(Stored data)
____

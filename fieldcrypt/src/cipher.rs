//! AES-256-GCM sealing shared by the randomized and deterministic encryptors.
//!
//! Both modes produce the same envelope shape; they differ only in how the
//! nonce is chosen.

use std::fmt;
use std::str::FromStr;

use aes_gcm::aead::{AeadInPlace, KeyInit};
use aes_gcm::{Aes256Gcm, Nonce, Tag};
use serde::{Deserialize, Serialize};

use crate::envelope::{armor, unarmor, Envelope, NONCE_LEN, TAG_LEN};
use crate::error::Error;
use crate::key::KeyBytes;
use crate::key_provider::KeyProvider;

/// Default prefix for randomized envelopes.
pub const DEFAULT_PREFIX: &str = "ENC$1$";

/// Default prefix for deterministic envelopes.
pub const DEFAULT_DETERMINISTIC_PREFIX: &str = "DET$1$";

/// Encrypts values into prefixed envelope strings and back.
pub trait Encryptor: Send + Sync {
    /// Encrypts `plaintext` under the current key.
    ///
    /// # Errors
    ///
    /// Returns an error if the current key cannot be resolved or the envelope
    /// cannot be built.
    fn encrypt(&self, plaintext: &[u8]) -> Result<String, Error>;

    /// Decrypts an envelope produced by [`Encryptor::encrypt`].
    ///
    /// # Errors
    ///
    /// Returns a format error for values that are not well-formed envelopes of
    /// this encryptor, `KeyError::NotFound` for unknown key ids, and
    /// `Error::AuthenticationFailed` when the tag does not verify.
    fn decrypt(&self, value: &str) -> Result<Vec<u8>, Error>;

    /// Returns `true` if `value` carries this encryptor's prefix.
    ///
    /// This is a prefix check only; the payload is not decoded.
    fn is_encrypted(&self, value: &str) -> bool;

    /// Returns the prefix this encryptor writes.
    fn prefix(&self) -> &str;
}

/// Encryption mode for a value.
#[derive(Debug, Clone, Copy, PartialEq, Eq, Hash, Default, Serialize, Deserialize)]
#[serde(rename_all = "lowercase")]
pub enum Mode {
    /// Fresh random nonce per call. Reveals nothing about equality.
    #[default]
    Randomized,
    /// Nonce derived from the plaintext. Equal plaintexts give equal
    /// envelopes, which enables equality search and leaks equality.
    Deterministic,
}

impl Mode {
    /// Returns the configuration name of the mode.
    #[must_use]
    pub const fn as_str(self) -> &'static str {
        match self {
            Self::Randomized => "randomized",
            Self::Deterministic => "deterministic",
        }
    }
}

impl fmt::Display for Mode {
    fn fmt(&self, f: &mut fmt::Formatter<'_>) -> fmt::Result {
        f.write_str(self.as_str())
    }
}

impl FromStr for Mode {
    type Err = Error;

    fn from_str(s: &str) -> Result<Self, Self::Err> {
        match s {
            "randomized" => Ok(Self::Randomized),
            "deterministic" => Ok(Self::Deterministic),
            other => Err(Error::InvalidArgument(format!(
                "unknown encryption mode '{other}' (expected randomized or deterministic)"
            ))),
        }
    }
}

/// Prefix and AAD settings plus the GCM seal/open steps.
#[derive(Clone)]
pub(crate) struct GcmEnvelope {
    prefix: String,
    aad: Vec<u8>,
}

impl GcmEnvelope {
    pub(crate) fn new(prefix: impl Into<String>, aad: Option<Vec<u8>>) -> Result<Self, Error> {
        let prefix = prefix.into();
        if prefix.is_empty() {
            return Err(Error::InvalidArgument("envelope prefix must not be empty".to_string()));
        }
        Ok(Self { prefix, aad: aad.unwrap_or_default() })
    }

    pub(crate) fn default_for(prefix: &'static str) -> Self {
        Self { prefix: prefix.to_string(), aad: Vec::new() }
    }

    pub(crate) fn prefix(&self) -> &str {
        &self.prefix
    }

    pub(crate) fn is_encrypted(&self, value: &str) -> bool {
        value.starts_with(&self.prefix)
    }

    pub(crate) fn seal(
        &self,
        key: &KeyBytes,
        kid: Option<&str>,
        nonce: [u8; NONCE_LEN],
        plaintext: &[u8],
    ) -> Result<String, Error> {
        let cipher = Aes256Gcm::new_from_slice(key.expose())
            .map_err(|e| Error::EncryptionFailed(format!("invalid key: {e}")))?;

        let mut buffer = plaintext.to_vec();
        let tag = cipher
            .encrypt_in_place_detached(Nonce::from_slice(&nonce), &self.aad, &mut buffer)
            .map_err(|_| Error::EncryptionFailed("AES-256-GCM rejected the input".to_string()))?;

        let mut tag_bytes = [0u8; TAG_LEN];
        tag_bytes.copy_from_slice(&tag);

        armor(&self.prefix, &Envelope::new(kid.map(str::to_string), nonce, tag_bytes, buffer))
    }

    pub(crate) fn open<P: KeyProvider + ?Sized>(
        &self,
        provider: &P,
        value: &str,
    ) -> Result<Vec<u8>, Error> {
        let envelope = unarmor(&self.prefix, value)?;
        let key = provider.key_by_id(envelope.kid())?;

        let cipher = Aes256Gcm::new_from_slice(key.expose())
            .map_err(|e| Error::EncryptionFailed(format!("invalid key: {e}")))?;

        let nonce = *envelope.nonce();
        let tag = *envelope.tag();
        let mut buffer = envelope.into_ciphertext();
        cipher
            .decrypt_in_place_detached(
                Nonce::from_slice(&nonce),
                &self.aad,
                &mut buffer,
                Tag::from_slice(&tag),
            )
            .map_err(|_| Error::AuthenticationFailed)?;

        Ok(buffer)
    }
}

impl fmt::Debug for GcmEnvelope {
    fn fmt(&self, f: &mut fmt::Formatter<'_>) -> fmt::Result {
        f.debug_struct("GcmEnvelope")
            .field("prefix", &self.prefix)
            .field("aad_len", &self.aad.len())
            .finish()
    }
}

____

## What you should do:
Quote every entry exactly.

## Output of the task:
filename fieldcrypt/src/cipher.rs
//! AES-256-GCM sealing shared by the randomized and deterministic encryptors.
//!
//! Both modes produce the same envelope shape; they differ only in how the
//! nonce is chosen.

use std::fmt;
use std::str::FromStr;

use aes_gcm::aead::{AeadInPlace, KeyInit};
use aes_gcm::{Aes256Gcm, Nonce, Tag};
use serde::{Deserialize, Serialize};

use crate::envelope::{armor, unarmor, Envelope, NONCE_LEN, TAG_LEN};
use crate::error::Error;
use crate::key::KeyBytes;
use crate::key_provider::KeyProvider;

/// Default prefix for randomized envelopes.
pub const DEFAULT_PREFIX: &str = "ENC$1$";

/// Default prefix for deterministic envelopes.
pub const DEFAULT_DETERMINISTIC_PREFIX: &str = "DET$1$";

/// Encrypts values into prefixed envelope strings and back.
pub trait Encryptor: Send + Sync {
    /// Encrypts `plaintext` under the current key.
    ///
    /// # Errors
    ///
    /// Returns an error if the current key cannot be resolved or the envelope
    /// cannot be built.
    fn encrypt(&self, plaintext: &[u8]) -> Result<String, Error>;

    /// Decrypts an envelope produced by [`Encryptor::encrypt`].
    ///
    /// # Errors
    ///
    /// Returns a format error for values that are not well-formed envelopes of
    /// this encryptor, `KeyError::NotFound` for unknown key ids, and
    /// `Error::AuthenticationFailed` when the tag does not verify.
    fn decrypt(&self, value: &str) -> Result<Vec<u8>, Error>;

    /// Returns `true` if `value` carries this encryptor's prefix.
    ///
    /// This is a prefix check only; the payload is not decoded.
    fn is_encrypted(&self, value: &str) -> bool;

    /// Returns the prefix this encryptor writes.
    fn prefix(&self) -> &str;
}

/// Encryption mode for a value.
#[derive(Debug, Clone, Copy, PartialEq, Eq, Hash, Default, Serialize, Deserialize)]
#[serde(rename_all = "lowercase")]
pub enum Mode {
    /// Fresh random nonce per call. Reveals nothing about equality.
    #[default]
    Randomized,
    /// Nonce derived from the plaintext. Equal plaintexts give equal
    /// envelopes, which enables equality search and leaks equality.
    Deterministic,
}

impl Mode {
    /// Returns the configuration name of the mode.
    #[must_use]
    pub const fn as_str(self) -> &'static str {
        match self {
            Self::Randomized => "randomized",
            Self::Deterministic => "deterministic",
        }
    }
}

impl fmt::Display for Mode {
    fn fmt(&self, f: &mut fmt::Formatter<'_>) -> fmt::Result {
        f.write_str(self.as_str())
    }
}

impl FromStr for Mode {
    type Err = Error;

    fn from_str(s: &str) -> Result<Self, Self::Err> {
        match s {
            "randomized" => Ok(Self::Randomized),
            "deterministic" => Ok(Self::Deterministic),
            other => Err(Error::InvalidArgument(format!(
                "unknown encryption mode '{other}' (expected randomized or deterministic)"
            ))),
        }
    }
}

/// Prefix and AAD settings plus the GCM seal/open steps.
#[derive(Clone)]
pub(crate) struct GcmEnvelope {
    prefix: String,
    aad: Vec<u8>,
}

impl GcmEnvelope {
    pub(crate) fn new(prefix: impl Into<String>, aad: Option<Vec<u8>>) -> Result<Self, Error> {
        let prefix = prefix.into();
        if prefix.is_empty() {
            return Err(Error::InvalidArgument("envelope prefix must not be empty".to_string()));
        }
        Ok(Self { prefix, aad: aad.unwrap_or_default() })
    }

    pub(crate) fn default_for(prefix: &'static str) -> Self {
        Self { prefix: prefix.to_string(), aad: Vec::new() }
    }

    pub(crate) fn prefix(&self) -> &str {
        &self.prefix
    }

    pub(crate) fn is_encrypted(&self, value: &str) -> bool {
        value.starts_with(&self.prefix)
    }

    pub(crate) fn seal(
        &self,
        key: &KeyBytes,
        kid: Option<&str>,
        nonce: [u8; NONCE_LEN],
        plaintext: &[u8],
    ) -> Result<String, Error> {
        let cipher = Aes256Gcm::new_from_slice(key.expose())
            .map_err(|e| Error::EncryptionFailed(format!("invalid key: {e}")))?;

        let mut buffer = plaintext.to_vec();
        let tag = cipher
            .encrypt_in_place_detached(Nonce::from_slice(&nonce), &self.aad, &mut buffer)
            .map_err(|_| Error::EncryptionFailed("AES-256-GCM rejected the input".to_string()))?;

        let mut tag_bytes = [0u8; TAG_LEN];
        tag_bytes.copy_from_slice(&tag);

        armor(&self.prefix, &Envelope::new(kid.map(str::to_string), nonce, tag_bytes, buffer))
    }

    pub(crate) fn open<P: KeyProvider + ?Sized>(
        &self,
        provider: &P,
        value: &str,
    ) -> Result<Vec<u8>, Error> {
        let envelope = unarmor(&self.prefix, value)?;
        let key = provider.key_by_id(envelope.kid())?;

        let cipher = Aes256Gcm::new_from_slice(key.expose())
            .map_err(|e| Error::EncryptionFailed(format!("invalid key: {e}")))?;

        let nonce = *envelope.nonce();
        let tag = *envelope.tag();
        let mut buffer = envelope.into_ciphertext();
        cipher
            .decrypt_in_place_detached(
                Nonce::from_slice(&nonce),
                &self.aad,
                &mut buffer,
                Tag::from_slice(&tag),
            )
            .map_err(|_| Error::AuthenticationFailed)?;

        Ok(buffer)
    }
}

impl fmt::Debug for GcmEnvelope {
    fn fmt(&self, f: &mut fmt::Formatter<'_>) -> fmt::Result {
        f.debug_struct("GcmEnvelope")
            .field("prefix", &self.prefix)
            .field("aad_len", &self.aad.len())
            .finish()
    }
}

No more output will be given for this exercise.